If the Tuskegee Syphilis Study were unique, we might have less concern about the ethics of human research. Sadly, many cases of such violations in medical (Beecher, 1970) and psychological (Ad Hoc Committee, on Ethical Standards of Psychological Research, 1973) research have occurred.
The review of human research guidelines, which led to the National Research Act of 1974, stemmed from other major scandals besides the Tuskegee Syphilis Study. In the 1960s, lives cancer cells were injected into humans without their informed consent in the Brooklyn Jewish Chronic Disease Hospital.
Drug research without subject consent had taken place, also in the 1960s, in the Milledgeville State Hospital in Georgia. Such incidents made it clear that human subjects needed more protection from researchers (Hershey & Miller, 1976).
Ethics involves the study of right and wrong conduct. This branch of philosophy has produced numerous ethical theories throughout recorded history. For example, Plato held that proper conduct led to harmony. But we observe that the desires of people tend rather to conflict than to harmony. Thus the central ethical question asks how we are to reconcile two or more conflicting preferences.
This dilemma appears in a dialogue from the Republic between Socrates and Thrasymachus, in which the latter says that “justice is nothing else than the interest of the stronger”.
Later philosophers became unhappy both with idealized but impractical ethics and with realistic ethics defined by brute force.
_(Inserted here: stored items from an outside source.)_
// SPDX-License-Identifier: Apache-2.0
// Copyright (C) 2025 Michael Dippery <michael@monkey-robot.com>

//! Retrieves subreddit listings.

use crate::reddit::{RequestHeaders, Service};
use log::{error, info};
use serde_json::Value;
use thiserror::Error;

/// Listing retrieved by default: the newest posts in r/soccer.
pub const LISTINGS_URL: &str = "https://reddit.com/r/soccer/new.json";

/// Number of posts retrieved by default.
pub const LISTINGS_LIMIT: u32 = 5;

/// Describes which listing to retrieve.
#[derive(Clone, Debug, PartialEq, Eq)]
pub struct ListingRequest {
    url: String,
    params: Vec<(String, String)>,
}

impl Default for ListingRequest {
    fn default() -> Self {
        Self::new(
            LISTINGS_URL,
            vec![("limit".to_string(), LISTINGS_LIMIT.to_string())],
        )
    }
}

impl ListingRequest {
    /// Creates a request for the listing at `url` with the given query
    /// parameters.
    pub fn new(url: impl Into<String>, params: Vec<(String, String)>) -> Self {
        let url = url.into();
        Self { url, params }
    }

    /// Listing URL, without a query string.
    pub fn url(&self) -> &str {
        &self.url
    }

    /// Query parameters sent with the request.
    pub fn params(&self) -> &[(String, String)] {
        &self.params
    }
}

/// Fetches the listing described by `request` and parses it as JSON.
///
/// HTTP failures are logged and produce `Ok(None)`, so the caller can carry
/// on with nothing to show. A successful response whose body is not JSON
/// is an error.
pub async fn fetch_listings<S: Service>(
    service: &S,
    request: &ListingRequest,
    headers: &RequestHeaders,
) -> Result<Option<Value>, ListingError> {
    info!("Fetching listings at url={}", request.url());
    let body = match service.get_listing(request, headers).await {
        Ok(body) => body,
        Err(err) => {
            error!("Failed to get listings {err}");
            return Ok(None);
        }
    };
    let listings = serde_json::from_str(&body)?;
    Ok(Some(listings))
}

/// Indicates a listing was retrieved but could not be understood.
#[derive(Debug, Error)]
pub enum ListingError {
    /// The response body is not valid JSON.
    #[error("Listings response is not valid JSON: {0}")]
    Json(#[from] serde_json::Error),
}
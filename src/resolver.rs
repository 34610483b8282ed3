//! Hierarchical name resolution through proxy indirection.
//!
//! Every definition name owns one proxy in the table. References resolve
//! against the table by walking the scope chain: a reference to `x` from
//! inside scope `a.b` tries `a.b.x`, then `a.x`, then `x`, first hit wins.
//! Binding happens once per name, when its definition has been parsed.

use std::collections::HashMap;

use crate::error::Error;
use crate::value::Value;

pub(crate) struct ProxyTable {
    proxies: HashMap<String, Value>,
}

impl ProxyTable {
    pub(crate) fn new() -> Self {
        Self {
            proxies: HashMap::new(),
        }
    }

    /// Get or create the proxy registered under a fully qualified name.
    pub(crate) fn proxy(&mut self, name: &str) -> Value {
        self.proxies
            .entry(name.to_string())
            .or_insert_with(|| Value::new_proxy(name))
            .clone()
    }

    /// Resolve a reference from the given scope through the prefix chain.
    pub(crate) fn resolve(&self, scope: &str, name: &str) -> Result<Value, Error> {
        let mut parent = scope;
        loop {
            let candidate = if parent.is_empty() {
                name.to_string()
            } else {
                format!("{parent}.{name}")
            };
            if let Some(proxy) = self.proxies.get(&candidate) {
                return Ok(proxy.clone());
            }
            if parent.is_empty() {
                return Err(Error::InvalidReferenceName(name.to_string()));
            }
            parent = parent_scope(parent);
        }
    }

    /// Bind the named proxy to its definition's root value.
    pub(crate) fn bind(&mut self, name: &str, target: Value) -> Result<(), Error> {
        self.proxy(name).bind(target)
    }

    /// Names of every proxy still missing a delegate.
    pub(crate) fn unbound(&self) -> Vec<String> {
        let mut names: Vec<String> = self
            .proxies
            .iter()
            .filter(|(_, proxy)| !proxy.is_bound())
            .map(|(name, _)| name.clone())
            .collect();
        names.sort();
        names
    }
}

/// Strip the last dotted segment: `a.b.c` becomes `a.b`, `a` becomes ``.
pub(crate) fn parent_scope(name: &str) -> &str {
    match name.rfind('.') {
        Some(split) => &name[..split],
        None => "",
    }
}

#[cfg(test)]
mod tests {
    use super::*;
    use crate::datum::Datum;

    #[test]
    fn test_parent_scope_strips_last_segment() {
        assert_eq!(parent_scope("a.b.c"), "a.b");
        assert_eq!(parent_scope("a.b"), "a");
        assert_eq!(parent_scope("a"), "");
    }

    #[test]
    fn test_resolution_prefers_innermost_scope() {
        let mut table = ProxyTable::new();
        let inner = table.proxy("a.b.x");
        table.proxy("a.x");
        table.proxy("x");
        let hit = table.resolve("a.b", "x").unwrap();
        assert!(hit.ptr_eq(&inner));
    }

    #[test]
    fn test_resolution_walks_up_the_chain() {
        let mut table = ProxyTable::new();
        let outer = table.proxy("x");
        let hit = table.resolve("a.b", "x").unwrap();
        assert!(hit.ptr_eq(&outer));
    }

    #[test]
    fn test_unknown_reference_is_rejected() {
        let table = ProxyTable::new();
        match table.resolve("a.b", "ghost") {
            Err(Error::InvalidReferenceName(name)) => assert_eq!(name, "ghost"),
            other => panic!("expected invalid reference, got {other:?}"),
        }
    }

    #[test]
    fn test_forward_reference_shares_one_proxy() {
        let mut table = ProxyTable::new();
        let early = table.proxy("later");
        table
            .bind("later", Value::primitive(Datum::Long(1)))
            .unwrap();
        assert_eq!(early.next().unwrap(), Datum::Long(1));
    }

    #[test]
    fn test_unbound_reports_all_names_sorted() {
        let mut table = ProxyTable::new();
        table.proxy("zeta");
        table.proxy("alpha");
        table.bind("mid", Value::null()).unwrap();
        assert_eq!(table.unbound(), vec!["alpha".to_string(), "zeta".to_string()]);
    }
}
Some tried to solve the dilemma by the scientific- seeming method of utilitarianism, which seeks a rational assessment and balancing of costs and benefits of behavior.
This approach identifies proper behavior because it produces the maximum benefit for the least cost, taking into account the costs and benefits of all concerned.
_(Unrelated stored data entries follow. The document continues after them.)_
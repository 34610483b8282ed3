//! Output values produced by one evaluation step.

use std::collections::BTreeMap;
use std::fmt;

use chrono::{DateTime, NaiveDate, NaiveDateTime, SecondsFormat, Utc};
use uuid::Uuid;

/// One output of the evaluation graph.
///
/// `Datum` is the type-agnostic value a node yields per `next()`. Composite
/// nodes snapshot their children into `List` and `Map`; transformers read
/// their arguments' data and produce `Text`.
#[derive(Debug, Clone, PartialEq)]
pub enum Datum {
    /// Null value
    Null,

    /// Boolean value
    Bool(bool),

    /// 64-bit signed integer
    Long(i64),

    /// 64-bit floating point
    Double(f64),

    /// String value
    Text(String),

    /// UUID value
    Uuid(Uuid),

    /// Calendar date without time of day
    Date(NaiveDate),

    /// Date/time with timezone
    DateTime(DateTime<Utc>),

    /// Date/time without timezone
    LocalDateTime(NaiveDateTime),

    /// List of values
    List(Vec<Datum>),

    /// Map of named values
    Map(BTreeMap<String, Datum>),
}

impl Datum {
    /// Check if this value is null.
    pub fn is_null(&self) -> bool {
        matches!(self, Self::Null)
    }

    /// Try to get this value as a boolean.
    pub fn as_bool(&self) -> Option<bool> {
        match self {
            Self::Bool(b) => Some(*b),
            _ => None,
        }
    }

    /// Try to get this value as an i64.
    pub fn as_long(&self) -> Option<i64> {
        match self {
            Self::Long(i) => Some(*i),
            _ => None,
        }
    }

    /// Try to get this value as an f64.
    pub fn as_double(&self) -> Option<f64> {
        match self {
            Self::Double(f) => Some(*f),
            Self::Long(i) => Some(*i as f64),
            _ => None,
        }
    }

    /// Try to get this value as a string reference.
    pub fn as_text(&self) -> Option<&str> {
        match self {
            Self::Text(s) => Some(s),
            _ => None,
        }
    }

    /// Try to get this value as a list.
    pub fn as_list(&self) -> Option<&[Datum]> {
        match self {
            Self::List(items) => Some(items),
            _ => None,
        }
    }

    /// Convert to a JSON value.
    pub fn to_json(&self) -> serde_json::Value {
        use serde_json::{json, Value as Json};
        match self {
            Self::Null => Json::Null,
            Self::Bool(b) => Json::Bool(*b),
            Self::Long(i) => json!(i),
            Self::Double(f) => json!(f),
            Self::Text(s) => Json::String(s.clone()),
            Self::Uuid(u) => Json::String(u.to_string()),
            Self::Date(d) => Json::String(d.format("%Y-%m-%d").to_string()),
            Self::DateTime(dt) => Json::String(dt.to_rfc3339_opts(SecondsFormat::Millis, true)),
            Self::LocalDateTime(dt) => {
                Json::String(dt.format("%Y-%m-%dT%H:%M:%S%.3f").to_string())
            }
            Self::List(items) => Json::Array(items.iter().map(Datum::to_json).collect()),
            Self::Map(fields) => Json::Object(
                fields
                    .iter()
                    .map(|(name, value)| (name.clone(), value.to_json()))
                    .collect(),
            ),
        }
    }
}

impl fmt::Display for Datum {
    fn fmt(&self, f: &mut fmt::Formatter<'_>) -> fmt::Result {
        match self {
            Self::Null => write!(f, "null"),
            Self::Bool(b) => write!(f, "{b}"),
            Self::Long(i) => write!(f, "{i}"),
            Self::Double(v) => write!(f, "{v}"),
            Self::Text(s) => write!(f, "{s}"),
            Self::Uuid(u) => write!(f, "{u}"),
            Self::Date(d) => write!(f, "{}", d.format("%Y-%m-%d")),
            Self::DateTime(dt) => write!(f, "{}", dt.to_rfc3339_opts(SecondsFormat::Millis, true)),
            Self::LocalDateTime(dt) => write!(f, "{}", dt.format("%Y-%m-%dT%H:%M:%S%.3f")),
            Self::List(_) | Self::Map(_) => write!(f, "{}", self.to_json()),
        }
    }
}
Applied to human research, this means that we must weigh the benefits of the knowledge to be gained against the costs, including those to the subject. However, this approach requires that someone place weights or values on the benefits and costs.
In terms of the Tuskegee Study, what value shall we place on one work-year of forgone treatment for syphilis? How shall we measure the worth of knowledge about racial differences in the development of syphilis, the rationale for the study? Placing values on such intangibles can prove quite difficult, and ultimately this task must move to the political arena for resolution.
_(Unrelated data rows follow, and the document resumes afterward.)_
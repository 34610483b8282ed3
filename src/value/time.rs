//! Wall-clock nodes.

use chrono::{Local, Utc};

use crate::datum::Datum;

/// Yields the wall time at each `next`, in one of the supported temporal
/// shapes.
pub(crate) enum NowNode {
    /// Epoch milliseconds.
    Timestamp,
    /// UTC date/time.
    DateTime,
    /// Local calendar date.
    Date,
    /// Local date/time without timezone.
    LocalDateTime,
}

impl NowNode {
    pub(crate) fn eval(&self) -> Datum {
        match self {
            NowNode::Timestamp => Datum::Long(Utc::now().timestamp_millis()),
            NowNode::DateTime => Datum::DateTime(Utc::now()),
            NowNode::Date => Datum::Date(Local::now().date_naive()),
            NowNode::LocalDateTime => Datum::LocalDateTime(Local::now().naive_local()),
        }
    }
}

#[cfg(test)]
mod tests {
    use super::*;

    #[test]
    fn test_timestamp_is_recent() {
        let before = Utc::now().timestamp_millis();
        let out = NowNode::Timestamp.eval();
        let after = Utc::now().timestamp_millis();
        let ms = out.as_long().unwrap();
        assert!(ms >= before && ms <= after);
    }

    #[test]
    fn test_shapes_match_variants() {
        assert!(matches!(NowNode::DateTime.eval(), Datum::DateTime(_)));
        assert!(matches!(NowNode::Date.eval(), Datum::Date(_)));
        assert!(matches!(
            NowNode::LocalDateTime.eval(),
            Datum::LocalDateTime(_)
        ));
    }
}
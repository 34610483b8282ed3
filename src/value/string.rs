//! Random string generation over a union of character ranges.

use crate::datum::Datum;
use crate::distribution::{Distribution, UniformDistribution};
use crate::error::Error;
use crate::range::Range;

/// Fixed-length string whose characters are drawn uniformly from the union
/// of the configured ranges (both ends inclusive). Defaults to ASCII
/// letters and digits.
pub(crate) struct RandomStringNode {
    length: usize,
    charset: Vec<char>,
    dist: UniformDistribution,
}

impl RandomStringNode {
    pub(crate) fn new(
        length: usize,
        ranges: Option<Vec<Range<char>>>,
        dist: UniformDistribution,
    ) -> Result<Self, Error> {
        if length == 0 {
            return Err(Error::InvalidRange(
                "randomLengthString length must be positive".to_string(),
            ));
        }
        let charset = match ranges {
            Some(ranges) => {
                let mut chars = Vec::new();
                for range in &ranges {
                    chars.extend(range.start()..=range.end());
                }
                chars
            }
            None => ('a'..='z').chain('A'..='Z').chain('0'..='9').collect(),
        };
        if charset.is_empty() {
            return Err(Error::InvalidRange(
                "randomLengthString requires a non-empty character set".to_string(),
            ));
        }
        Ok(Self {
            length,
            charset,
            dist,
        })
    }

    pub(crate) fn eval(&mut self) -> Datum {
        let mut out = String::with_capacity(self.length);
        for _ in 0..self.length {
            out.push(self.charset[self.dist.next_int(self.charset.len())]);
        }
        Datum::Text(out)
    }

    pub(crate) fn rewind(&mut self) {
        self.dist.reset();
    }
}

#[cfg(test)]
mod tests {
    use super::*;

    #[test]
    fn test_default_charset_is_alphanumeric() {
        let mut node = RandomStringNode::new(64, None, UniformDistribution::new(42)).unwrap();
        let out = node.eval();
        let text = out.as_text().unwrap();
        assert_eq!(text.len(), 64);
        assert!(text.chars().all(|c| c.is_ascii_alphanumeric()));
    }

    #[test]
    fn test_custom_ranges_are_inclusive() {
        let ranges = vec![Range::new('a', 'b').unwrap()];
        let mut node =
            RandomStringNode::new(200, Some(ranges), UniformDistribution::new(42)).unwrap();
        let out = node.eval();
        let text = out.as_text().unwrap().to_string();
        assert!(text.chars().all(|c| c == 'a' || c == 'b'));
        // Both ends of the range show up over a long enough draw.
        assert!(text.contains('a'));
        assert!(text.contains('b'));
    }

    #[test]
    fn test_zero_length_is_rejected() {
        assert!(matches!(
            RandomStringNode::new(0, None, UniformDistribution::new(42)),
            Err(Error::InvalidRange(_))
        ));
    }

    #[test]
    fn test_rewind_replays_sequence() {
        let mut node = RandomStringNode::new(16, None, UniformDistribution::new(7)).unwrap();
        let first = node.eval();
        node.rewind();
        assert_eq!(node.eval(), first);
    }
}
// Request construction module.
// Descriptor state, payload serialization, signing, and final assembly.

pub mod builder;
pub mod descriptor;
pub mod payload;
pub mod signature;

pub use builder::{BuiltRequest, RequestBuilder};
pub use descriptor::RequestDescriptor;
pub use payload::{PayloadFormat, PayloadSerializer, RequestPayload};
// Request construction.
// Turns a descriptor plus configuration into a fully formed, signed request.

use std::collections::BTreeMap;

use crate::config::ApiConfig;
use crate::endpoint::HttpMethod;
use crate::error::{ApiError, Result};
use crate::request::descriptor::RequestDescriptor;
use crate::request::payload::RequestPayload;
use crate::request::signature;

/// A request ready for dispatch. Derived deterministically from its
/// descriptor: same descriptor and configuration, byte-identical request.
#[derive(Debug, Clone)]
pub struct BuiltRequest {
    pub method: HttpMethod,
    pub url: String,
    pub headers: Vec<(String, String)>,
    pub body: Option<RequestPayload>,
}

/// Builds signed requests against one API root with one set of consumer
/// credentials.
#[derive(Debug, Clone)]
pub struct RequestBuilder {
    config: ApiConfig,
}

impl RequestBuilder {
    pub fn new(config: ApiConfig) -> Self {
        Self { config }
    }

    pub fn build(&self, descriptor: &RequestDescriptor) -> Result<BuiltRequest> {
        let credentials = &self.config.credentials;
        if credentials.consumer_key.is_empty() {
            return Err(ApiError::Config("consumer key is not configured".to_string()));
        }

        let mut parameters = descriptor.parameters.clone();
        let path = substitute_path(&descriptor.path, &mut parameters)?;
        let endpoint = self
            .config
            .base_url
            .join(path.trim_start_matches('/'))
            .map_err(|e| {
                ApiError::Config(format!("could not resolve endpoint path {path:?}: {e}"))
            })?;

        parameters.insert(
            "oauth_consumer_key".to_string(),
            credentials.consumer_key.clone(),
        );
        if let (Some(token), Some(secret)) = (&descriptor.user_token, &descriptor.token_secret) {
            if credentials.consumer_secret.is_empty() {
                return Err(ApiError::Config(
                    "consumer secret is required to sign user requests".to_string(),
                ));
            }
            parameters.insert("oauth_token".to_string(), token.clone());
            // Signed over the URL without its query; the signature itself is
            // never part of the signed parameter set.
            let signature = signature::sign(
                descriptor.method,
                endpoint.as_str(),
                &parameters,
                &credentials.consumer_secret,
                secret,
            );
            parameters.insert("oauth_signature".to_string(), signature);
        }

        let query = parameters
            .iter()
            .map(|(name, value)| {
                format!(
                    "{}={}",
                    signature::percent_encode(name),
                    signature::percent_encode(value)
                )
            })
            .collect::<Vec<_>>()
            .join("&");
        let url = format!("{endpoint}?{query}");

        let mut headers = Vec::new();
        if let Some(payload) = &descriptor.payload {
            headers.push(("Content-Type".to_string(), payload.content_type.clone()));
        }

        Ok(BuiltRequest {
            method: descriptor.method,
            url,
            headers,
            body: descriptor.payload.clone(),
        })
    }
}

/// Replace `{name}` placeholders in the path template, consuming the matching
/// parameters so they are not re-sent as query parameters.
fn substitute_path(template: &str, parameters: &mut BTreeMap<String, String>) -> Result<String> {
    let mut path = template.to_string();
    while let Some(start) = path.find('{') {
        let end = path[start..]
            .find('}')
            .map(|offset| start + offset)
            .ok_or_else(|| {
                ApiError::Config(format!("unterminated placeholder in path {template:?}"))
            })?;
        let name = path[start + 1..end].to_string();
        let value = parameters.remove(&name).ok_or_else(|| {
            ApiError::Config(format!("missing path parameter {name:?} for {template:?}"))
        })?;
        path.replace_range(start..=end, &signature::percent_encode(&value));
    }
    Ok(path)
}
The philosophical effort to discover proper behavior by logic and science has not produced a consensus. Researchers want to gain knowledge with minimal resistance. Human subjects want the right to avoid or leave potentially risky research. Not surprisingly researchers and subjects will usually place different values on these differing goals.
Other naturally occurring conflicts in the research process can pose similar ethical dilemmas. For example, the researcher may falsify data or claim the words written by another. These and other types of misconduct result from conflicting interests.
Such conflicts, although serious, seldom produce shocking moral tragedies of the magnitude of the Tuskegee Study. Perhaps for that reason efforts to protect human subjects have produced a more detailed body of principles and procedures than the other ethical conflicts in research.
As a result we will focus first on these subject protection principles and the procedures designed to uphold them.
The First Legal Effort. In a utilitarian framework, the valuation of costs and benefits will likely depend on the customary beliefs and values of the culture. How does the culture judge the relative importance of the individual subject and the society’s right to scientific knowledge? Even in the brief history of large-scale social research, different societies have disagreed on such values and the research practices that flow from them.
For example, in World War II, human research in Germany took place under official policy in various concentration camps. After the war, the cruelty of some of this research shocked the Allies. Some of these concentration camp researchers stood trial before the Nuremberg Military Tribunal. This court needed a set of ethical guidelines, from the perspective of the Allied governments’ values. The first legal need for such ethical guidelines in social research produced the Nuremberg Code.
The Nuremberg Code has spawned many sets of ethical principles for the protection of human subjects. Almost every national and world medical and social science organization has devised its own code. These codes have tended to converge on principles that protect the subject’s rights to safety and informed consent. By announcing these rules, these groups hope to reduce the uncertainty and disorder that had marked the researcher-subject relationship. However, most of these codes, except for the Nuremberg Code, expressed not laws but guiding principles to which researchers would voluntarily conform.